The actual causation of particular forms of disease is in many cases obscure, because of the limitations of our present knowledge. Looking at disease as a whole and the great groups into which the morbid conditions naturally fall, there are certain general facts as to causation which may be summarily stated.

As disease consists in inefficiency of the elements of the body in performing their normal actions, we have to seek for the causes of this inefficiency in agents or conditions which, directly or indirectly, interfere with the integrity of the living structures. The most obvious manner in which this may come about is by direct interference, by forces external to the body or to its individual elements. The body as a whole is exposed to injuries, wounds, bruises., and it is susceptible to the action of poisons and infections of various sorts. But even in this very elementary statement the suggestion at once occurs that, if we regard different individuals, and, still more, if we regard different parts of the body, the effects of such agents vary greatly. Besides the direct cause of the disease or injury there is, commonly, a pre-existing condition which renders certain structures more liable to interference than others. This pre-existing state, which may be inherent in the actual structure of the part, or may be an acquired peculiarity, may be designated Susceptibility or Predisposition. An illustration may give reality to these remarks.

Perhaps the most important of the external agents causing disease is the group of microscopic organisms or bacteria. In the process of self-preservation the elements of the tissue have it as part of their function to resist the intrusion of these microbes or of the poisons produced by them. As microbes are abundant at the mucous and cutaneous surfaces of the body, these surfaces are supplied with continuous layers of cells whose office is to resist the intrusion of the deleterious agents. When the body dies these begin their action on the tissues, and the process of putrefaction leads to the disintegration of the tissue. During life, however, the living epithelial cells restrain their action. There are two ways in which this resistance may be overcome. On the one hand there are certain kinds of microbes which have special ability to overcome the resistance of the tissues, and on the other hand the protecting layer of cells may be removed or breached, and the microbes thus admitted to more susceptible structures, that is, to structures less able to resist. Thus, to give an example of the one form, in an epidemic of cholera the specific microbe, by reason of its inherent powers, obtains a footing in persons previously healthy; and again, on the other hand, wounds or breaches of surface are serious according as they admit the microbes into tissues which are unprepared to resist them. It must be recognized also that, in relation to the same kind of microbe, different persons and different tissues show a remarkable variety in susceptibility. This will be worked out more fully further on, but here attention may be called to it by way of illustration. In an epidemic of cholera, for example, the bulk of the population probably escapes. Thus in the great epidemic in Hamburg in 1892, only about 3 per cent, of the inhabitants were affected, although a much larger proportion must have been exposed to the infection. Again, the microbe of tuberculosis is an exceedingly prevalent one, and it doubtless finds entrance to the bodies of almost all persons living in communities.

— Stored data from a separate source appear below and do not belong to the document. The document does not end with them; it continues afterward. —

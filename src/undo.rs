//! # Undo File Decoding
//!
//! Recovers the spent outputs of a block from its rev*.dat record: CVarInt
//! coin metadata, compressed amounts and the six script-compression cases,
//! plus the best-effort alignment that skips records belonging to
//! neighbouring blocks.

use crate::codec::{decompress_amount, ByteReader};
use crate::config::disk;
use crate::error::{AnalyzerError, AnalyzerResult};
use bitcoin::secp256k1::PublicKey;
use tracing::debug;

/// A spent output reconstructed from the undo stream.
///
/// The undo format stores neither txid nor vout; the block analyzer copies
/// those from the spending input's outpoint.
#[derive(Debug, Clone)]
pub struct UndoPrevout {
    pub value_sats: i64,
    pub script_pubkey: Vec<u8>,
}

/// Locate and decode the undo record whose entry count matches the block.
///
/// rev*.dat numbering tracks blk*.dat, but the first record of rev N may
/// belong to the last block written into blk N−1. Records whose leading
/// CompactSize differs from `want_count` are skipped whole using the size
/// field (`magic + size + payload + trailing hash`); the trailing hash is
/// not verified. Returns one prevout list per non-coinbase transaction.
pub fn find_block_undo(
    reader: &mut ByteReader,
    want_count: u64,
) -> AnalyzerResult<Vec<Vec<UndoPrevout>>> {
    loop {
        let record_start = reader.position();
        if reader.remaining() < disk::MAGIC_LEN + disk::SIZE_LEN {
            return Err(AnalyzerError::UndoNotFound);
        }

        reader.read_bytes(disk::MAGIC_LEN, "undo record magic")?;
        let record_size = reader.read_u32_le("undo record size")? as usize;

        let tx_undo_count = reader.read_compact_size("undo tx count")?;
        if tx_undo_count != want_count {
            debug!(
                found = tx_undo_count,
                want = want_count,
                offset = record_start,
                "skipping undo record for a neighbouring block"
            );
            reader.seek(
                record_start + disk::MAGIC_LEN + disk::SIZE_LEN + record_size + disk::UNDO_HASH_LEN,
            );
            continue;
        }

        let mut block_undo = Vec::new();
        for _ in 0..tx_undo_count {
            let input_count = reader.read_compact_size("undo input count")?;
            let mut tx_undo = Vec::new();
            for _ in 0..input_count {
                tx_undo.push(read_undo_prevout(reader)?);
            }
            block_undo.push(tx_undo);
        }
        return Ok(block_undo);
    }
}

/// Decode one TxInUndo entry (Bitcoin Core's per-coin undo format).
fn read_undo_prevout(reader: &mut ByteReader) -> AnalyzerResult<UndoPrevout> {
    // nCode = height*2 + coinbase flag
    let n_code = reader.read_varint("undo coin code")?;
    let height = n_code >> 1;

    // Pre-segwit undo records carried a per-coin version; modern Core
    // still writes a zero placeholder whenever the height is present
    if height > 0 {
        reader.read_varint("undo coin version")?;
    }

    let compressed_amount = reader.read_varint("undo coin amount")?;
    let value_sats = decompress_amount(compressed_amount);

    let n_size = reader.read_varint("undo script size")?;
    let script_pubkey = decompress_script(reader, n_size)?;

    Ok(UndoPrevout {
        value_sats,
        script_pubkey,
    })
}

/// Expand a compressed scriptPubKey per its nSize selector.
fn decompress_script(reader: &mut ByteReader, n_size: u64) -> AnalyzerResult<Vec<u8>> {
    match n_size {
        // P2PKH: 20-byte pubkey hash
        0 => {
            let hash = reader.read_bytes(20, "undo p2pkh hash")?;
            let mut script = vec![0x76, 0xa9, 0x14];
            script.extend_from_slice(hash);
            script.extend_from_slice(&[0x88, 0xac]);
            Ok(script)
        }

        // P2SH: 20-byte script hash
        1 => {
            let hash = reader.read_bytes(20, "undo p2sh hash")?;
            let mut script = vec![0xa9, 0x14];
            script.extend_from_slice(hash);
            script.push(0x87);
            Ok(script)
        }

        // Compressed P2PK: parity prefix is the selector itself
        2 | 3 => {
            let x = reader.read_bytes(32, "undo p2pk key")?;
            let mut script = vec![0x21, n_size as u8];
            script.extend_from_slice(x);
            script.push(0xac);
            Ok(script)
        }

        // Uncompressed P2PK stored as x-coordinate plus parity (nSize − 2).
        // Recover the full 65-byte key on the curve; a point that fails to
        // decompress falls back to the 33-byte compressed form.
        4 | 5 => {
            let x = reader.read_bytes(32, "undo p2pk key")?;
            let mut compressed = vec![(n_size - 2) as u8];
            compressed.extend_from_slice(x);

            match PublicKey::from_slice(&compressed) {
                Ok(key) => {
                    let mut script = vec![0x41];
                    script.extend_from_slice(&key.serialize_uncompressed());
                    script.push(0xac);
                    Ok(script)
                }
                Err(_) => {
                    let mut script = vec![0x21];
                    script.extend_from_slice(&compressed);
                    script.push(0xac);
                    Ok(script)
                }
            }
        }

        // Raw script of nSize − 6 bytes
        _ => {
            let len = (n_size - 6) as usize;
            Ok(reader.read_bytes(len, "undo raw script")?.to_vec())
        }
    }
}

But great varieties in the results are manifest. In some persons it obtains no footing, whilst in others it settles in one tissue or another, according to the inherent susceptibility of the person or of the tissue.

The same principles might be illustrated in regard to the ordinary mechanical forces and their influence in the production of morbid conditions. There are injuries which no individual or tissue can resist, but there are lesser injuries which are capable of producing disease, according to the person affected or according to the tissue which has been encountered.

But the causation of disease is not in every case related to the forces external to the body or its individual parts, although the manifestations of disease may be so related. It has been shown above that there are inherent susceptibilities to disease and injury, and it has to be added that there are certain forms of disease whose causation is to be found in an inherent faulty construction or tendency in the living tissue. Varying susceptibility is, as we have seen, related to differences in construction and tendency, but there are also specific morbid conditions whose causation can only be assigned to such inherent, and frequently inborn, faults of structure, growth, or function. A very striking example of this is the disease Haemophilia, in which, from an inherited peculiarity, the blood-vessels are easily ruptured, so that extensive and even fatal bleeding may occur from a trivial injury. A further example may be afforded by the case of a simple tumour. Thus a piece of adipose tissue, from some inherent perverse tendency, may take to growing and may produce a tumour of huge dimensions.

In considering the causation of disease, then, it will be proper to keep in mind a four-fold division. The direct cause may be external or internal, and, preceding the action of the direct cause there may be a susceptibility or predisposition, which again may have its origin in external circumstances or internal construction or tendencies. It is to be noted that such susceptibility or predisposition is to some particular form of disease and not to disease in general. It may exist in a person who is otherwise normal, and it may be present throughout life without the person having been exposed to the direct cause, which is necessary to the production of the disease.